### Goal of the exercise
Below are records; please set down exactly the lines from the first through the one containing "the physical viewport.".

◇ ◇ ◇ ◇ ◇ ◇ ◇

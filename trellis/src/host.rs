// Copyright 2025 the Trellis Authors
// SPDX-License-Identifier: Apache-2.0 OR MIT

//! Collaborators supplied by the host application.
//!
//! The session never renders, parses markup, or runs scripts itself. It talks
//! to the renderer through [`Viewport`], builds widgets through
//! [`WidgetFactory`], and forwards script execution to [`ScriptHost`].

use kurbo::{Point, Size};
use trellis_tree::WidgetDesc;

use crate::error::LoadError;
use crate::widget::Widget;

/// The renderer's view of the screen.
pub trait Viewport {
    /// Size of the GUI area, after scaling.
    fn size(&self) -> Size;

    /// Size of the physical viewport.
    fn viewport_size(&self) -> Size;

    /// Move the rendered cursor.
    fn set_cursor_position(&mut self, _position: Point) {}

    /// Turn renderer-side scaling on or off.
    fn set_auto_scale(&mut self, _auto_scale: bool) {}
}

/// A viewport with fixed sizes, for hosts without a renderer and for tests.
#[derive(Clone, Debug, PartialEq)]
pub struct FixedViewport {
    /// Reported GUI size.
    pub size: Size,
    /// Reported physical viewport size.
    pub viewport_size: Size,
    /// Last cursor position pushed by the session.
    pub cursor: Point,
    /// Last auto-scale setting pushed by the session.
    pub auto_scale: bool,
}

impl FixedViewport {
    /// A viewport whose GUI and physical sizes are both `size`.
    pub fn new(size: Size) -> Self {
        Self {
            size,
            viewport_size: size,
            cursor: Point::ZERO,
            auto_scale: true,
        }
    }
}

impl Viewport for FixedViewport {
    fn size(&self) -> Size {
        self.size
    }

    fn viewport_size(&self) -> Size {
        self.viewport_size
    }

    fn set_cursor_position(&mut self, position: Point) {
        self.cursor = position;
    }

    fn set_auto_scale(&mut self, auto_scale: bool) {
        self.auto_scale = auto_scale;
    }
}

/// A widget ready to be installed: its tree description, its behavior, and its children.
#[derive(Debug)]
pub struct WidgetTemplate {
    /// Name, geometry, and flags.
    pub desc: WidgetDesc,
    /// Callbacks.
    pub widget: Box<dyn Widget>,
    /// Children, back to front.
    pub children: Vec<WidgetTemplate>,
}

impl WidgetTemplate {
    /// A template without children.
    pub fn new(desc: WidgetDesc, widget: impl Widget) -> Self {
        Self {
            desc,
            widget: Box::new(widget),
            children: Vec::new(),
        }
    }

    /// Append a child on top of the existing ones.
    pub fn with_child(mut self, child: Self) -> Self {
        self.children.push(child);
        self
    }
}

/// Builds widgets by kind and loads layouts.
pub trait WidgetFactory {
    /// Build a single widget of `kind` named `name`.
    fn create(&mut self, kind: &str, name: &str) -> Option<WidgetTemplate>;

    /// Load a layout file into a template tree.
    fn load(&mut self, path: &str) -> Result<WidgetTemplate, LoadError>;
}

/// A factory that knows no widgets and no layouts.
#[derive(Copy, Clone, Debug, Default)]
pub struct NoFactory;

impl WidgetFactory for NoFactory {
    fn create(&mut self, _kind: &str, _name: &str) -> Option<WidgetTemplate> {
        None
    }

    fn load(&mut self, path: &str) -> Result<WidgetTemplate, LoadError> {
        Err(LoadError::NotFound(path.to_owned()))
    }
}

/// Scripting binding.
pub trait ScriptHost {
    /// Run a script file, reporting the interpreter's error message on failure.
    fn execute_file(&mut self, path: &str) -> Result<(), String>;
}
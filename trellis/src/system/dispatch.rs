// Copyright 2025 the Trellis Authors
// SPDX-License-Identifier: Apache-2.0 OR MIT

//! Raw event handling.
//!
//! Routing order for every pointer and key event:
//!
//! 1. An exclusive-input widget receives the event directly and nothing else
//!    sees it.
//! 2. Otherwise the capture holder, else the hovered widget, else the root is
//!    the target, and the event bubbles up its ancestor chain until a handler
//!    returns `true`.
//!
//! Keyboard and text input skip bubbling and go straight to the focus holder.

use kurbo::Point;
use tracing::{debug, trace};
use trellis_event_state::modifiers::Modifiers;
use trellis_focus::{Navigation, is_eligible, next_tab_stop};
use trellis_responder::adapters::tree::bubble_path;
use trellis_responder::dispatcher;
use trellis_responder::router::{Route, bubble_start, route};
use trellis_responder::types::Outcome;
use trellis_tree::{NodeId, WidgetFlags};

use super::System;
use crate::context::{EventCx, Request};
use crate::event::{ButtonState, Key, MouseButton, RawEvent};
use crate::widget::Widget;

impl System {
    /// Process one raw input event.
    ///
    /// Returns `true` if some widget handled it; the host should then not
    /// forward it to the game.
    pub fn handle_event(&mut self, event: RawEvent) -> bool {
        trace!(target: "trellis::dispatch", ?event, "raw event");
        match event {
            RawEvent::MouseMove { x, y } => self.handle_mouse_move(Point::new(x, y)),
            RawEvent::MouseWheel { delta } => self.handle_mouse_wheel(delta),
            RawEvent::MouseButton { button, state } => self.handle_mouse_button(button, state),
            RawEvent::MouseDouble { button } => self.handle_mouse_double(button),
            RawEvent::Keyboard { key, state } => self.handle_keyboard(key, state),
            RawEvent::Char { code } => self.handle_char(code),
            RawEvent::FocusLost => {
                self.handle_focus_lost();
                false
            }
            RawEvent::ViewportResize => {
                self.handle_viewport_change();
                false
            }
        }
    }

    fn handle_mouse_move(&mut self, pos: Point) -> bool {
        if let Some(exclusive) = self.exclusive() {
            return self.deliver(exclusive, |w, cx| w.on_mouse_move(cx));
        }
        self.cursor = pos;
        self.viewport.set_cursor_position(pos);

        if self.drag.is_armed() && self.drag.source().is_some() {
            if self.capture().is_some() {
                self.query_capture_input(None);
            }
            if let Some((source, grab)) = self.drag.check_threshold(pos) {
                let offset = self.tree.to_local(source, grab).map(Point::to_vec2);
                let started = offset.is_some_and(|offset| self.start_drag(source, offset));
                if !started {
                    debug!(target: "trellis::drag", ?source, "drag did not start");
                    self.drag.disarm();
                }
            }
        }

        let hit = self.target_at(pos);
        if self.drag.is_fired() {
            self.update_ghost(hit);
        }
        if self.capture().is_none() {
            self.update_hover(hit);
        }
        let target = self.pointer_target();
        self.bubble(target, |w, cx| w.on_mouse_move(cx))
    }

    fn update_hover(&mut self, hit: Option<NodeId>) {
        if self.hover.current() == hit {
            return;
        }
        self.dismiss_tooltip();
        let Some(change) = self.hover.update(hit) else {
            return;
        };
        if let Some(old) = change.leave {
            self.call(old, |w, cx| w.on_mouse_leave(cx));
        }
        if let Some(new) = change.enter {
            if self.tree.has_flags(new, WidgetFlags::HAS_TOOLTIP) {
                self.tooltip_timer.arm();
            }
            self.call(new, |w, cx| w.on_mouse_enter(cx));
        }
    }

    fn handle_mouse_wheel(&mut self, delta: i32) -> bool {
        let target = match self.pointer_route() {
            Route::Exclusive(exclusive) => {
                return self.deliver(exclusive, |w, cx| w.on_mouse_wheel(cx, delta));
            }
            Route::Bubble(target) => target,
        };
        self.dismiss_tooltip();
        self.bubble(target, |w, cx| w.on_mouse_wheel(cx, delta))
    }

    fn handle_mouse_button(&mut self, button: MouseButton, state: ButtonState) -> bool {
        let target = match self.pointer_route() {
            Route::Exclusive(exclusive) => {
                return self.deliver(exclusive, |w, cx| w.on_mouse_button(cx, button, state));
            }
            Route::Bubble(target) => target,
        };
        self.dismiss_tooltip();

        if self.focus() != Some(target) {
            let next = is_eligible(&self.tree, target).then_some(target);
            self.query_input_focus(next);
        }

        if button == MouseButton::Left {
            if state.is_down() {
                if !self.drag.is_fired()
                    && target != self.root
                    && self.capture() != Some(target)
                    && self.tree.has_flags(target, WidgetFlags::DRAGGABLE)
                {
                    self.drag.arm(target, self.cursor);
                }
            } else if self.drag.is_armed() && !self.drag.is_fired() {
                self.drag.disarm();
            }
        }
        let completes_drag =
            button == MouseButton::Left && !state.is_down() && self.drag.is_fired();

        self.tree.rise(target);
        if target != self.menu && !self.tree.is_ancestor_of(self.menu, target) {
            self.close_context_menu();
        }

        let handled = self.bubble(target, |w, cx| w.on_mouse_button(cx, button, state));
        if completes_drag {
            self.stop_drag();
        }
        handled
    }

    fn handle_mouse_double(&mut self, button: MouseButton) -> bool {
        let target = match self.pointer_route() {
            Route::Exclusive(exclusive) => {
                return self.deliver(exclusive, |w, cx| w.on_mouse_double(cx, button));
            }
            Route::Bubble(target) => target,
        };
        self.dismiss_tooltip();
        self.tree.rise(target);
        self.bubble(target, |w, cx| w.on_mouse_double(cx, button))
    }

    fn handle_keyboard(&mut self, key: Key, state: ButtonState) -> bool {
        self.process_system_key(key, state);
        let focus = self
            .focus()
            .filter(|&f| self.tree.has_flags(f, WidgetFlags::ENABLED));
        let target = route(self.exclusive(), None, focus, self.root).target();
        self.deliver(target, |w, cx| w.on_keyboard_button(cx, key, state))
    }

    /// Tab navigation and held-modifier bookkeeping. Runs for every key event,
    /// even in exclusive mode.
    fn process_system_key(&mut self, key: Key, state: ButtonState) {
        if let Some(keys) = key.modifier() {
            self.modifiers.apply(keys, state.is_down());
            return;
        }
        if key == Key::Tab
            && state.is_down()
            && let Some(focus) = self.focus()
        {
            let nav = if self.modifiers.contains(Modifiers::SHIFT) {
                Navigation::Prev
            } else {
                Navigation::Next
            };
            let next = next_tab_stop(&self.tree, focus, nav);
            trace!(target: "trellis::focus", ?focus, ?next, ?nav, "tab navigation");
            self.query_input_focus(Some(next));
        }
    }

    fn handle_char(&mut self, code: u32) -> bool {
        let ch = char::from_u32(code);
        if let Some(exclusive) = self.exclusive() {
            return ch.is_some_and(|ch| self.deliver(exclusive, |w, cx| w.on_char(cx, ch)));
        }
        let Some(focus) = self.focus() else {
            return false;
        };
        // Control codes are consumed by keyboard handling.
        if code <= 31 {
            return false;
        }
        ch.is_some_and(|ch| self.deliver(focus, |w, cx| w.on_char(cx, ch)))
    }

    fn handle_focus_lost(&mut self) {
        debug!(target: "trellis::dispatch", "host window lost focus");
        self.query_capture_input(None);
        self.query_input_focus(None);
    }

    fn handle_viewport_change(&mut self) {
        if !self.config.auto_scale {
            let size = self.viewport.viewport_size();
            self.update_size(size);
        }
    }

    fn pointer_target(&self) -> NodeId {
        bubble_start(self.capture(), self.contains_mouse(), self.root)
    }

    fn pointer_route(&self) -> Route<NodeId> {
        route(self.exclusive(), self.capture(), self.contains_mouse(), self.root)
    }

    /// Deliver to one widget, no bubbling.
    fn deliver(
        &mut self,
        id: NodeId,
        f: impl FnOnce(&mut dyn Widget, &mut EventCx<'_>) -> bool,
    ) -> bool {
        self.call(id, f).unwrap_or(false)
    }

    /// Offer an event to `start` and then each ancestor until one handles it.
    fn bubble(
        &mut self,
        start: NodeId,
        mut f: impl FnMut(&mut dyn Widget, &mut EventCx<'_>) -> bool,
    ) -> bool {
        let path = bubble_path(&self.tree, start);
        let handled_by = dispatcher::run(&path, |id| {
            Outcome::from(self.call(id, &mut f).unwrap_or(false))
        });
        if let Some(id) = handled_by {
            trace!(target: "trellis::dispatch", ?id, "event handled");
        }
        handled_by.is_some()
    }

    /// Run one callback on a live widget, then apply what it requested.
    ///
    /// Returns `None` for stale ids.
    pub(super) fn call<R>(
        &mut self,
        id: NodeId,
        f: impl FnOnce(&mut dyn Widget, &mut EventCx<'_>) -> R,
    ) -> Option<R> {
        if !self.tree.is_alive(id) {
            return None;
        }
        let widget = self.widgets.get_mut(&id)?;
        let mut cx = EventCx {
            node: id,
            tree: &self.tree,
            slots: &self.slots,
            cursor: self.cursor,
            modifiers: self.modifiers,
            requests: &mut self.requests,
        };
        let out = f(widget.as_mut(), &mut cx);
        self.apply_requests();
        Some(out)
    }

    /// Hold queued requests until `f` returns, then apply them.
    ///
    /// Keeps a multi-callback transition atomic: nothing a callback asks for
    /// lands between the loss and gain notifications of one change.
    pub(super) fn batched<R>(&mut self, f: impl FnOnce(&mut Self) -> R) -> R {
        let outer = core::mem::replace(&mut self.applying, true);
        let out = f(self);
        self.applying = outer;
        if !outer {
            self.apply_requests();
        }
        out
    }

    fn apply_requests(&mut self) {
        if self.applying {
            return;
        }
        self.applying = true;
        while let Some(request) = self.requests.pop_front() {
            self.apply(request);
        }
        self.applying = false;
    }

    fn apply(&mut self, request: Request) {
        trace!(target: "trellis::dispatch", ?request, "applying request");
        match request {
            Request::Focus(widget) => {
                self.query_input_focus(widget);
            }
            Request::Capture(widget) => {
                self.query_capture_input(widget);
            }
            Request::EnterExclusive(widget) => self.enter_exclusive_input_mode(Some(widget)),
            Request::LeaveExclusive => self.leave_exclusive_input_mode(),
            Request::SubscribeTick(widget) => {
                self.subscribe_tick(widget);
            }
            Request::UnsubscribeTick(widget) => {
                self.unsubscribe_tick(widget);
            }
            Request::MarkTickUnsubscribe(widget) => {
                self.tree
                    .set_flag(widget, WidgetFlags::TICK_UNSUBSCRIBE_PENDING, true);
            }
            Request::StopDrag => {
                self.stop_drag();
            }
            Request::FreezeDrag(frozen) => self.set_drag_freeze(frozen),
            Request::Invalidate(widget) => self.tree.invalidate(widget),
            Request::Rise(widget) => self.tree.rise(widget),
        }
    }
}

◇ ◇ ◇ ◇ ◇ ◇ ◇

### Response to the task
filename trellis/src/host.rs
// Copyright 2025 the Trellis Authors
// SPDX-License-Identifier: Apache-2.0 OR MIT

//! Collaborators supplied by the host application.
//!
//! The session never renders, parses markup, or runs scripts itself. It talks
//! to the renderer through [`Viewport`], builds widgets through
//! [`WidgetFactory`], and forwards script execution to [`ScriptHost`].

use kurbo::{Point, Size};
use trellis_tree::WidgetDesc;

use crate::error::LoadError;
use crate::widget::Widget;

/// The renderer's view of the screen.
pub trait Viewport {
    /// Size of the GUI area, after scaling.
    fn size(&self) -> Size;

    /// Size of the physical viewport.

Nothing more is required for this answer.